Entre l’agriculture et les autres secteurs, de fortes inégalités de revenu

6 mai 2019

Jean-Christophe Debar, directeur de FARM



En Afrique subsaharienne, la grande majorité des pauvres vivent de l’agriculture et une grande partie des agriculteurs sont pauvres : tel est le constat de la Banque mondiale[1]. Mais que sait-on exactement des écarts de revenu entre les agriculteurs et les autres catégories de la population ? Pour répondre à la question, on compare généralement la valeur ajoutée de l’agriculture par actif agricole au produit intérieur brut (PIB) moyen par actif, tous secteurs confondus. Selon cet indicateur, en Afrique subsaharienne en 2016, une personne adulte travaillant dans « l’agriculture » - secteur qui englobe aussi la forêt et la pêche - dégageait une valeur ajoutée équivalente à 29 % du PIB moyen par actif (36 % si l’on exclut l’Afrique du Sud). L’écart est considérable. Pourtant, il sous-estime la gravité de la situation.
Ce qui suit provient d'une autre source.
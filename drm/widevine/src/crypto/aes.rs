use aes::{
    Aes128,
    cipher::{BlockDecrypt, BlockEncrypt, KeyInit, generic_array::GenericArray},
};
use cmac::{Cmac, Mac};

use crate::error::{CdmError, CdmResult};

const BLOCK: usize = 16;

/**
    Single AES-128-CMAC computation (RFC 4493).
*/
pub fn cmac(key: &[u8; 16], message: &[u8]) -> [u8; 16] {
    let mut mac = <Cmac<Aes128> as Mac>::new(key.into());
    mac.update(message);
    mac.finalize().into_bytes().into()
}

/**
    AES-128-CBC decryption without unpadding.

    `iv` must be one block and `ciphertext` a non-empty multiple of the
    block size; anything else is [`CdmError::AesCbcInvalidInput`].
*/
pub fn cbc_decrypt(key: &[u8; 16], iv: &[u8], ciphertext: &[u8]) -> CdmResult<Vec<u8>> {
    let iv: [u8; BLOCK] = iv
        .try_into()
        .map_err(|_| CdmError::AesCbcInvalidInput(format!("IV is {} bytes", iv.len())))?;
    if ciphertext.is_empty() || !ciphertext.len().is_multiple_of(BLOCK) {
        return Err(CdmError::AesCbcInvalidInput(format!(
            "ciphertext is {} bytes, not a non-empty multiple of {BLOCK}",
            ciphertext.len()
        )));
    }

    let cipher = Aes128::new(key.into());
    let mut plaintext = Vec::with_capacity(ciphertext.len());
    let mut prev = GenericArray::from(iv);

    for chunk in ciphertext.chunks_exact(BLOCK) {
        let mut block = GenericArray::clone_from_slice(chunk);
        cipher.decrypt_block(&mut block);
        plaintext.extend(block.iter().zip(prev.iter()).map(|(b, p)| b ^ p));
        prev = GenericArray::clone_from_slice(chunk);
    }

    Ok(plaintext)
}

/**
    AES-128-CBC encryption of already padded plaintext.
*/
pub fn cbc_encrypt(key: &[u8; 16], iv: &[u8; 16], plaintext: &[u8]) -> Vec<u8> {
    debug_assert!(
        plaintext.len().is_multiple_of(BLOCK),
        "plaintext must be padded to the AES block size"
    );

    let cipher = Aes128::new(key.into());
    let mut ciphertext = Vec::with_capacity(plaintext.len());
    let mut prev = GenericArray::from(*iv);

    for chunk in plaintext.chunks_exact(BLOCK) {
        for (p, c) in prev.iter_mut().zip(chunk) {
            *p ^= c;
        }
        cipher.encrypt_block(&mut prev);
        ciphertext.extend_from_slice(&prev);
    }

    ciphertext
}
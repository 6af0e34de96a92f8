use drm_core::{ContentKey, KeyType};
use drm_widevine::{DerivationContext, Device, SessionKeys};

use crate::envelope::{ChallengeMessage, LicenseMessage, SignedEnvelope};
use crate::error::{InterceptError, InterceptResult};
use crate::store::{CorrelationStore, ExchangeContext};

use super::{Mode, Strategy};

/**
    Keeps the application's challenge and swaps in the local device.

    Only `ClientIdentification.token` is replaced; the request is then
    re-signed with the device key. The license server wraps its session key
    to that device, so the license can be verified and unwrapped here
    without any DRM client session.
*/
#[derive(Debug)]
pub struct TokenSubstitution {
    device: Device,
}

impl TokenSubstitution {
    pub fn new(device: Device) -> Self {
        Self { device }
    }

    pub fn device(&self) -> &Device {
        &self.device
    }
}

impl Strategy for TokenSubstitution {
    fn mode(&self) -> Mode {
        Mode::TokenSubstitution
    }

    fn rewrite_challenge(
        &self,
        store: &CorrelationStore,
        challenge: &[u8],
        _service_certificate: Option<&[u8]>,
    ) -> InterceptResult<Vec<u8>> {
        let mut envelope = SignedEnvelope::decode(challenge)?;
        let mut message = ChallengeMessage::decode(&envelope)?;

        if !message.set_identity_token(self.device.token())? {
            return Err(InterceptError::Configuration(
                "challenge has no client identification to substitute \
                 (service certificate in use); run in full negotiation mode"
                    .into(),
            ));
        }
        let request_id = message.request_id()?;

        let payload = message.encode();
        let signature = self.device.sign(&payload).map_err(InterceptError::crypto)?;
        let context = DerivationContext::new(payload.clone());
        envelope.set_payload(payload)?;
        envelope.set_signature(signature)?;

        store
            .put(request_id, ExchangeContext::Derivation(context))
            .map_err(|rejected| {
                let err = InterceptError::from(&rejected);
                self.abandon(rejected.context);
                err
            })?;

        Ok(envelope.encode())
    }

    fn extract_keys(
        &self,
        store: &CorrelationStore,
        license: &[u8],
    ) -> InterceptResult<Vec<ContentKey>> {
        let envelope = SignedEnvelope::decode(license)?;
        let message = LicenseMessage::decode(&envelope)?;
        let request_id = message.request_id()?;

        let context = match store.take(&request_id)? {
            ExchangeContext::Derivation(context) => context,
            other => {
                self.abandon(other);
                return Err(InterceptError::Correlation(request_id));
            }
        };

        let encrypted = envelope
            .encrypted_session_key()
            .ok_or_else(|| InterceptError::Parse("license carries no session key".into()))?;
        let session_key = self
            .device
            .decrypt_session_key(encrypted)
            .map_err(InterceptError::crypto)?;

        let keys = SessionKeys::derive(&context, &session_key);
        keys.verify_license(
            envelope.side_channel(),
            envelope.payload().unwrap_or_default(),
            envelope.signature(),
        )
        .map_err(InterceptError::crypto)?;

        keys.unwrap_keys(message.license(), Some(KeyType::Content))
            .map_err(InterceptError::crypto)
    }

    fn abandon(&self, _context: ExchangeContext) {}
}
#![allow(clippy::doc_overindented_list_items)]

mod constants;
mod error;
mod header;
mod types;

pub mod utils;

pub use self::constants::WIDEVINE_SYSTEM_ID;
pub use self::error::{ContentKeyError, HeaderError, ParseError};
pub use self::header::ContentHeader;
pub use self::types::{ContentKey, KeyType, normalize_kid};
pub use self::utils::{eq_ignore_ascii_case, trim_ascii};
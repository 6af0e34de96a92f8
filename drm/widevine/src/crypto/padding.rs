use crate::error::{CdmError, CdmResult};

/**
    Strip PKCS#7 padding. The pad length must be 1..=block_size and every
    pad byte must equal it.
*/
pub fn pkcs7_unpad(data: &[u8], block_size: usize) -> CdmResult<&[u8]> {
    if data.is_empty() || !data.len().is_multiple_of(block_size) {
        return Err(CdmError::Pkcs7PaddingInvalid);
    }

    let pad = data[data.len() - 1] as usize;
    if pad == 0 || pad > block_size {
        return Err(CdmError::Pkcs7PaddingInvalid);
    }

    let (body, padding) = data.split_at(data.len() - pad);
    if padding.iter().any(|&b| b as usize != pad) {
        return Err(CdmError::Pkcs7PaddingInvalid);
    }
    Ok(body)
}

/// Append 1..=block_size bytes of PKCS#7 padding.
pub fn pkcs7_pad(data: &[u8], block_size: usize) -> Vec<u8> {
    let pad = block_size - (data.len() % block_size);
    let mut out = Vec::with_capacity(data.len() + pad);
    out.extend_from_slice(data);
    out.resize(data.len() + pad, pad as u8);
    out
}

#[cfg(test)]
mod tests {
    use super::*;

    #[test]
    fn pad_then_unpad() {
        for len in [0usize, 1, 15, 16, 17] {
            let data = vec![0xAB; len];
            let padded = pkcs7_pad(&data, 16);
            assert!(padded.len().is_multiple_of(16));
            assert!(padded.len() > len);
            assert_eq!(pkcs7_unpad(&padded, 16).unwrap(), data.as_slice());
        }
    }

    #[test]
    fn rejects_malformed_padding() {
        let mut block = [0x04u8; 16];
        block[13] = 0x03;
        assert!(pkcs7_unpad(&block, 16).is_err());
        assert!(pkcs7_unpad(&[0u8; 16], 16).is_err());
        assert!(pkcs7_unpad(&[0x11u8; 16], 16).is_err());
        assert!(pkcs7_unpad(&[0x01u8; 15], 16).is_err());
    }
}
use std::collections::HashMap;
use std::fmt;
use std::sync::{Mutex, MutexGuard, PoisonError};

use drm_widevine::{DerivationContext, SessionId};

use crate::error::InterceptError;

/**
    Transaction identifier linking a challenge to its license
    (`request_id` in the protocol messages). Displayed as hex.
*/
#[derive(Clone, PartialEq, Eq, Hash)]
pub struct RequestId(Vec<u8>);

impl RequestId {
    pub fn as_bytes(&self) -> &[u8] {
        &self.0
    }
}

impl From<Vec<u8>> for RequestId {
    fn from(bytes: Vec<u8>) -> Self {
        Self(bytes)
    }
}

impl From<&[u8]> for RequestId {
    fn from(bytes: &[u8]) -> Self {
        Self(bytes.to_vec())
    }
}

impl fmt::Display for RequestId {
    fn fmt(&self, f: &mut fmt::Formatter<'_>) -> fmt::Result {
        f.write_str(&hex::encode(&self.0))
    }
}

impl fmt::Debug for RequestId {
    fn fmt(&self, f: &mut fmt::Formatter<'_>) -> fmt::Result {
        write!(f, "RequestId({self})")
    }
}

/**
    State kept for one in-flight exchange between its challenge and its
    license.
*/
#[derive(Debug, Clone, PartialEq, Eq)]
pub enum ExchangeContext {
    /// Token substitution: the exact re-signed request payload.
    Derivation(DerivationContext),
    /// Full negotiation: the DRM client session that produced the challenge.
    Session(SessionId),
}

/**
    A context that could not be stored because its request id is taken.
    The existing entry is left in place; the caller must abandon this one.
*/
#[derive(Debug)]
pub struct Rejected {
    pub request_id: RequestId,
    pub context: ExchangeContext,
}

impl From<&Rejected> for InterceptError {
    fn from(rejected: &Rejected) -> Self {
        Self::DuplicateRequest(rejected.request_id.clone())
    }
}

/**
    Contexts of in-flight exchanges keyed by request id.

    Each entry is written once when its challenge is rewritten and removed
    once when its license arrives. The lock is held only for the map
    operation itself.
*/
#[derive(Debug, Default)]
pub struct CorrelationStore {
    entries: Mutex<HashMap<RequestId, ExchangeContext>>,
}

impl CorrelationStore {
    pub fn new() -> Self {
        Self::default()
    }

    pub fn put(&self, request_id: RequestId, context: ExchangeContext) -> Result<(), Rejected> {
        let mut entries = self.entries();
        if entries.contains_key(&request_id) {
            return Err(Rejected {
                request_id,
                context,
            });
        }
        entries.insert(request_id, context);
        Ok(())
    }

    /**
        Remove and return the context for `request_id`. An unknown or already
        consumed id is [`InterceptError::Correlation`].
    */
    pub fn take(&self, request_id: &RequestId) -> Result<ExchangeContext, InterceptError> {
        self.entries()
            .remove(request_id)
            .ok_or_else(|| InterceptError::Correlation(request_id.clone()))
    }

    pub fn contains(&self, request_id: &RequestId) -> bool {
        self.entries().contains_key(request_id)
    }

    pub fn len(&self) -> usize {
        self.entries().len()
    }

    pub fn is_empty(&self) -> bool {
        self.entries().is_empty()
    }

    fn entries(&self) -> MutexGuard<'_, HashMap<RequestId, ExchangeContext>> {
        self.entries.lock().unwrap_or_else(PoisonError::into_inner)
    }
}

#[cfg(test)]
mod tests {
    use std::sync::Arc;
    use std::thread;

    use super::*;

    fn derivation(bytes: &[u8]) -> ExchangeContext {
        ExchangeContext::Derivation(DerivationContext::new(bytes.to_vec()))
    }

    #[test]
    fn take_consumes_once() {
        let store = CorrelationStore::new();
        let id = RequestId::from(b"R1".as_slice());
        store.put(id.clone(), derivation(b"payload")).unwrap();
        assert!(store.contains(&id));

        assert_eq!(store.take(&id).unwrap(), derivation(b"payload"));
        assert!(matches!(store.take(&id), Err(InterceptError::Correlation(_))));
        assert!(store.is_empty());
    }

    #[test]
    fn duplicate_put_keeps_first_entry() {
        let store = CorrelationStore::new();
        let id = RequestId::from(b"R1".as_slice());
        store.put(id.clone(), derivation(b"first")).unwrap();

        let rejected = store.put(id.clone(), derivation(b"second")).unwrap_err();
        assert_eq!(rejected.context, derivation(b"second"));
        assert!(matches!(
            InterceptError::from(&rejected),
            InterceptError::DuplicateRequest(ref dup) if *dup == id
        ));
        assert_eq!(store.len(), 1);
        assert_eq!(store.take(&id).unwrap(), derivation(b"first"));
    }

    #[test]
    fn independent_request_ids() {
        let store = CorrelationStore::new();
        let (a, b) = (RequestId::from(vec![0x0A]), RequestId::from(vec![0x0B]));
        let session = ExchangeContext::Session(SessionId::from_bytes([1; 16]));
        store.put(a.clone(), derivation(b"a")).unwrap();
        store.put(b.clone(), session.clone()).unwrap();

        assert_eq!(store.take(&b).unwrap(), session);
        assert!(store.contains(&a));
    }

    #[test]
    fn concurrent_take_hands_out_context_once() {
        let store = Arc::new(CorrelationStore::new());
        let id = RequestId::from(b"R1".as_slice());
        store.put(id.clone(), derivation(b"payload")).unwrap();

        let winners: usize = (0..8)
            .map(|_| {
                let store = Arc::clone(&store);
                let id = id.clone();
                thread::spawn(move || store.take(&id).is_ok())
            })
            .collect::<Vec<_>>()
            .into_iter()
            .map(|handle| handle.join().unwrap() as usize)
            .sum();
        assert_eq!(winners, 1);
    }

    #[test]
    fn request_id_displays_as_hex() {
        assert_eq!(RequestId::from(vec![0xAB, 0x01]).to_string(), "ab01");
    }
}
Cet indicateur a en effet un défaut : le dénominateur du ratio (PIB par actif) inclut le numérateur (valeur ajoutée par actif agricole). Si la population active comprend une forte proportion d’agriculteurs, ce qui est le cas dans la plupart des pays au sud du Sahara, il tend à sous-évaluer les inégalités de revenu entre agriculteurs et non-agriculteurs. D’où le calcul d’un second indicateur, comparant la valeur ajoutée par actif agricole au PIB par actif non-agricole[2]. Le résultat est édifiant : la valeur ajoutée d’une personne travaillant dans l’agriculture, en Afrique subsaharienne, représente à peine 16 % de celle dégagée, en moyenne, par une personne employée dans un autre secteur (19 % hors Afrique du Sud) (graphique). En d’autres termes, la productivité du travail agricole est cinq à six fois moindre, en moyenne, que dans l’industrie et les services, ce qui suggère que sur le continent africain, les agriculteurs gagnent en moyenne cinq à six fois moins que les autres catégories socio-professionnelles, avant d’éventuels transferts sociaux.

Valeur ajoutée par actif dans le secteur agriculture, forêt et pêche
en % du PIB moyen par actif en Afrique subsaharienne

                   Source : FARM d’après Banque mondiale et OIT.


La situation s’améliore, mais très lentement. En dix ans (2006-2016), le rapport de productivité du travail entre agriculteurs et non-agriculteurs est passé de 13 % à 16 % (de 17 % à 19 % si l’on exclut l’Afrique du Sud). A ce rythme, la convergence des revenus entre l’agriculture et les autres secteurs ne se produira pas avant plusieurs décennies. Elle pourrait être stimulée par une accélération de la croissance de la productivité du travail agricole, grâce à une augmentation plus forte des rendements et/ou un agrandissement de la surface des exploitations agricoles. La marge de progrès est considérable sur les rendements – ceux-ci, en Afrique, sont parmi les plus bas du monde -, mais elle est faible, globalement, en ce qui concerne la surface des exploitations. En fait, celle-ci diminue dans de nombreux pays africains, en raison de l’expansion démographique.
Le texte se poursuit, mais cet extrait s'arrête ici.